PointPillars论文阅读和代码解析

论文地址：https://arxiv.org/pdf/1812.05784.pdf

代码地址：https://github.com/nutonomy/second.pytorch

https://github.com/open-mmlab/OpenPCDet

一、论文动机

1.将点云投影到鸟瞰图，往往会丧失大部分空间信息，导致特征比较稀疏，直接用卷积神经网络效果不是很好。

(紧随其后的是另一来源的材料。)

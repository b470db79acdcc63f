//! HTTP health endpoint for container orchestration.
//!
//! `GET /health` checks the message store and answers 200 with the store's
//! report while the store is reachable, 500 otherwise.

use std::sync::Arc;

use anyhow::{Context, Result};
use axum::extract::State;
use axum::http::StatusCode;
use axum::routing::get;
use axum::{Json, Router};
use serde::Serialize;
use tower_http::trace::TraceLayer;
use tracing::{info, warn};

use wishengine_store::MessageStore;

/// Body of `GET /health`.
#[derive(Debug, Clone, PartialEq, Eq, Serialize)]
pub struct HealthSummary {
    /// `"healthy"` or `"unhealthy"`.
    pub status: &'static str,
    pub api_endpoint: String,
    #[serde(skip_serializing_if = "Option::is_none")]
    pub api_connected: Option<bool>,
    #[serde(skip_serializing_if = "Option::is_none")]
    pub api_status_code: Option<u16>,
    #[serde(skip_serializing_if = "Option::is_none")]
    pub api_response: Option<String>,
    #[serde(skip_serializing_if = "Option::is_none")]
    pub error: Option<String>,
}

impl HealthSummary {
    pub fn is_healthy(&self) -> bool {
        self.status == "healthy"
    }
}

/// Check the store once.
///
/// The store counts as healthy whenever it answers at all; the status code
/// it answered with is reported alongside.
pub async fn check(store: &dyn MessageStore) -> HealthSummary {
    match store.health().await {
        Ok(report) => HealthSummary {
            status: "healthy",
            api_endpoint: report.endpoint,
            api_connected: Some(report.connected),
            api_status_code: Some(report.status_code),
            api_response: Some(report.body),
            error: None,
        },
        Err(e) => {
            warn!(endpoint = %store.endpoint(), error = %e, "store health check failed");
            HealthSummary {
                status: "unhealthy",
                api_endpoint: store.endpoint().to_string(),
                api_connected: None,
                api_status_code: None,
                api_response: None,
                error: Some(e.to_string()),
            }
        }
    }
}

async fn health(State(store): State<Arc<dyn MessageStore>>) -> (StatusCode, Json<HealthSummary>) {
    let summary = check(store.as_ref()).await;
    let status = if summary.is_healthy() {
        StatusCode::OK
    } else {
        StatusCode::INTERNAL_SERVER_ERROR
    };
    (status, Json(summary))
}

/// Router serving `GET /health`.
pub fn router(store: Arc<dyn MessageStore>) -> Router {
    Router::new()
        .route("/health", get(health))
        .layer(TraceLayer::new_for_http())
        .with_state(store)
}

/// Bind `addr` and serve the health endpoint until the task is dropped.
pub async fn serve(addr: &str, store: Arc<dyn MessageStore>) -> Result<()> {
    let listener = tokio::net::TcpListener::bind(addr)
        .await
        .with_context(|| format!("failed to bind health endpoint on {addr}"))?;
    info!(addr = %addr, "health endpoint listening");
    axum::serve(listener, router(store))
        .await
        .context("health endpoint stopped")
}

2.为了解决这个问题，在PointNet基础上提出了VoxelNet，算是真正意义上的端对端的3D检测方法。尽管性能很好，但是他的推理速度只有4.4Hz，无法实时部署，second对它进行改进，但3D卷积还是实时的瓶颈。

二、论文方法

1.提出了一种新颖的点云编码器和检测网络

2.由于去掉了3D卷积，所以他的速度非常快，可以达到60Hz

3.直接操作柱体，而不是voxel，可以直接使用2D卷积操作，在GPU上十分高效

三、网络结构

第一块：将点云划分为柱体块，然后扩充点的特征到9个(xyz,xc,yc,zc,xp,yp),用PointNet简化版进行特征升维处理，maxpooling得到每个柱体的特征，再放到伪图像里。

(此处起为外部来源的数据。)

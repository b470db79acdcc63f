//! CLI entry point for wishengine.
//!
//! This binary provides the `wishengine` command: `run` starts the Telegram
//! bot, the other subcommands exercise the classifier and the message store
//! from the shell.

mod bot;
mod cli;
mod commands;
mod config;
mod handler;
mod health;
mod helpers;
mod telegram;

use anyhow::{Context, Result};
use clap::Parser as _;

use wishengine_core::{Parser, State};
use wishengine_store::{MessageStore, MessageStoreClient};

use crate::cli::{Cli, Commands};
use crate::config::AppConfig;
use crate::helpers::init_tracing;

// ---------------------------------------------------------------------------
// Main
// ---------------------------------------------------------------------------

#[tokio::main]
async fn main() -> Result<()> {
    // A missing .env file is fine; the environment may already be set.
    dotenvy::dotenv().ok();

    let cli = Cli::parse();

    match cli.command {
        Commands::Run { poll_timeout } => {
            init_tracing("info");
            bot::cmd_bot(AppConfig::load(), poll_timeout).await
        }
        Commands::Classify { prompt, reply } => {
            init_tracing("warn");
            cmd_classify(&AppConfig::load(), &prompt, &reply)
        }
        Commands::Fetch { state, limit } => {
            init_tracing("warn");
            cmd_fetch(&AppConfig::load(), state, limit).await
        }
        Commands::Health => {
            init_tracing("warn");
            cmd_health(&AppConfig::load()).await
        }
    }
}

// ---------------------------------------------------------------------------
// Subcommands
// ---------------------------------------------------------------------------

fn cmd_classify(config: &AppConfig, prompt: &str, reply: &str) -> Result<()> {
    let mut parser = Parser::with_rules(config.rule_set(), config.responses.clone());
    parser.process(prompt, reply);
    println!("{}", serde_json::to_string_pretty(parser.result())?);
    Ok(())
}

async fn cmd_fetch(config: &AppConfig, state: State, limit: usize) -> Result<()> {
    let store = store_client(config)?;
    let messages = store
        .fetch(state, limit)
        .await
        .with_context(|| format!("failed to fetch {state} messages"))?;
    println!("{}", serde_json::to_string_pretty(&messages)?);
    Ok(())
}

async fn cmd_health(config: &AppConfig) -> Result<()> {
    let store = store_client(config)?;
    let summary = health::check(&store).await;
    println!("{}", serde_json::to_string_pretty(&summary)?);
    if !summary.is_healthy() {
        anyhow::bail!("message store at {} is unreachable", store.endpoint());
    }
    Ok(())
}

fn store_client(config: &AppConfig) -> Result<MessageStoreClient> {
    MessageStoreClient::new(config.store_config()).context("failed to create message store client")
}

第二块：使用2D CNN对伪图像特征进行处理，同时使用RPN网络，获得更好的定位精度和语义特征。

第三块：根据得到的特征图在先验框的基础上进行回归和分类

四、损失函数和其他创新

4.1损失函数

和VoxelNet里一样，每个类锚点都由宽度，长度，高度和z中心描述，并在两个方向上应用：0度和90度。（x，y，z，w，l，h，θ）使用smoothL1损失，角度使用正弦损失，朝向使用softmax分类损失，类别使用Focal Loss损失。pointpillar里正负样本的定义，每个类别的GT和相应的每个类别的anchor单独计算正负样本，流程是：对于每个GT，找到与其IOU最大的anchor，直接赋为正样本，然后每个anchor找iou最大的GT，筛选大于阈值正样本，小于阈值负样本。这么做是为了防止有些GT分不到anchor。可能GT与所有anchor的最大iou为0.3，防止不满足阈值导致匹配不上。

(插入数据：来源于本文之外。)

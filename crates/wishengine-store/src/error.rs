//! Store client error types.
//!
//! Every failed interaction with the remote store surfaces as a
//! [`StoreError`].  None of them is fatal to the bot: callers log the error
//! and carry on.  Per-record validation failures during a fetch are
//! [`InvalidRecord`]s; they are logged and the record is skipped, they never
//! fail the fetch as a whole.

use std::time::Duration;

/// Unified error type for the message store client.
#[derive(Debug, thiserror::Error)]
pub enum StoreError {
    // -- Setup ----------------------------------------------------------------
    /// The configured endpoint is not a usable HTTP base URL.
    #[error("invalid store endpoint `{endpoint}`: {reason}")]
    InvalidEndpoint { endpoint: String, reason: String },

    /// The underlying HTTP client could not be constructed.
    #[error("failed to build HTTP client: {0}")]
    Client(String),

    // -- Transport ------------------------------------------------------------
    /// The request did not complete within the configured timeout.
    #[error("{operation} timed out after {timeout:?}")]
    Timeout {
        operation: &'static str,
        timeout: Duration,
    },

    /// The store could not be reached (connection refused, DNS, reset, ...).
    #[error("{operation} failed: {reason}")]
    Network {
        operation: &'static str,
        reason: String,
    },

    // -- Response -------------------------------------------------------------
    /// The store answered with a non-success HTTP status.
    #[error("{operation} returned HTTP {status}: {body}")]
    Status {
        operation: &'static str,
        status: u16,
        body: String,
    },

    /// The response body did not have the expected shape.
    #[error("malformed response to {operation}: {reason}")]
    MalformedResponse {
        operation: &'static str,
        reason: String,
    },
}

impl StoreError {
    /// Whether the error is a timeout.
    pub fn is_timeout(&self) -> bool {
        matches!(self, Self::Timeout { .. })
    }
}

/// Why a single fetched record was rejected.
#[derive(Debug, Clone, PartialEq, Eq, thiserror::Error)]
pub enum InvalidRecord {
    /// The record is not a JSON object.
    #[error("record is not an object")]
    NotAnObject,

    /// The record has no string `text` field.
    #[error("record has no string `text` field")]
    MissingText,
}

/// Convenience alias used throughout the store crate.
pub type Result<T> = std::result::Result<T, StoreError>;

分类损失：将正负样本用scatter_转换为独热向量(batch_size, 321408, 4)，4表示背景+三个类，然后模型预测的(batch_size, 248, 216, 18) --> (batch_size, 321408, 3)，然后只计算三个类的focalloss损失。

4.2数据增强

数据增强对于性能的提升非常明显。

1.仿照SECOND建立真实框库，每次向点云里随机插入

2.对真实框进行旋转平移增强

3.全局点云增强，随机镜像翻转，全局缩放旋转，全局平移模拟定位噪声

4.3巧妙设计

VoxelNet的编码器是两个PointNet，这里瘦身就使用了一个，这使我们的运行时在PyTorch runtime中减少了2.5ms。通过将上采样特征图层的输出尺寸减少一半至128，我们又节省了3.9ms。这些变化均不会影响检测性能。

4.4推理部分

特征图上每个点都有6个anchor(3个尺度*2个角度)。对每个anchor都会预测三个类别概率，七个检测框参数，对于xyz的偏移量，要先乘以缩放比例系数，xy的是,z的系数是高度h，角度是argsin。每个anchor预测三个类别，分别sigmoid，得到三个分数，然后求max，得到最大的。根据阈值卡掉大部分anchor，然后进行无类别NMS，无类别NMS时，首先要选取topk概率，然后再NMS。

五、代码阅读

5.1Pillar Feature Net

将输入的点云进行pillar划分，每个pillar长宽为0.16m，得到网格平面(432,496),选取非空pillar，组成(M,32,4)和(M,3)pillar在网格平面坐标，然后进行点云特征扩充，每个点云增加其相对于该pillar内选取点平均xyz的偏移量和相对于pillar几何中心的xyz偏移量，得到(M,32,10)，经过一个简化的PointNet对点云特征进行升维（M,32,64）再maxpooling得到（M，64），再将M个pillar放回到（432，496）的网格里，得到伪图像数据。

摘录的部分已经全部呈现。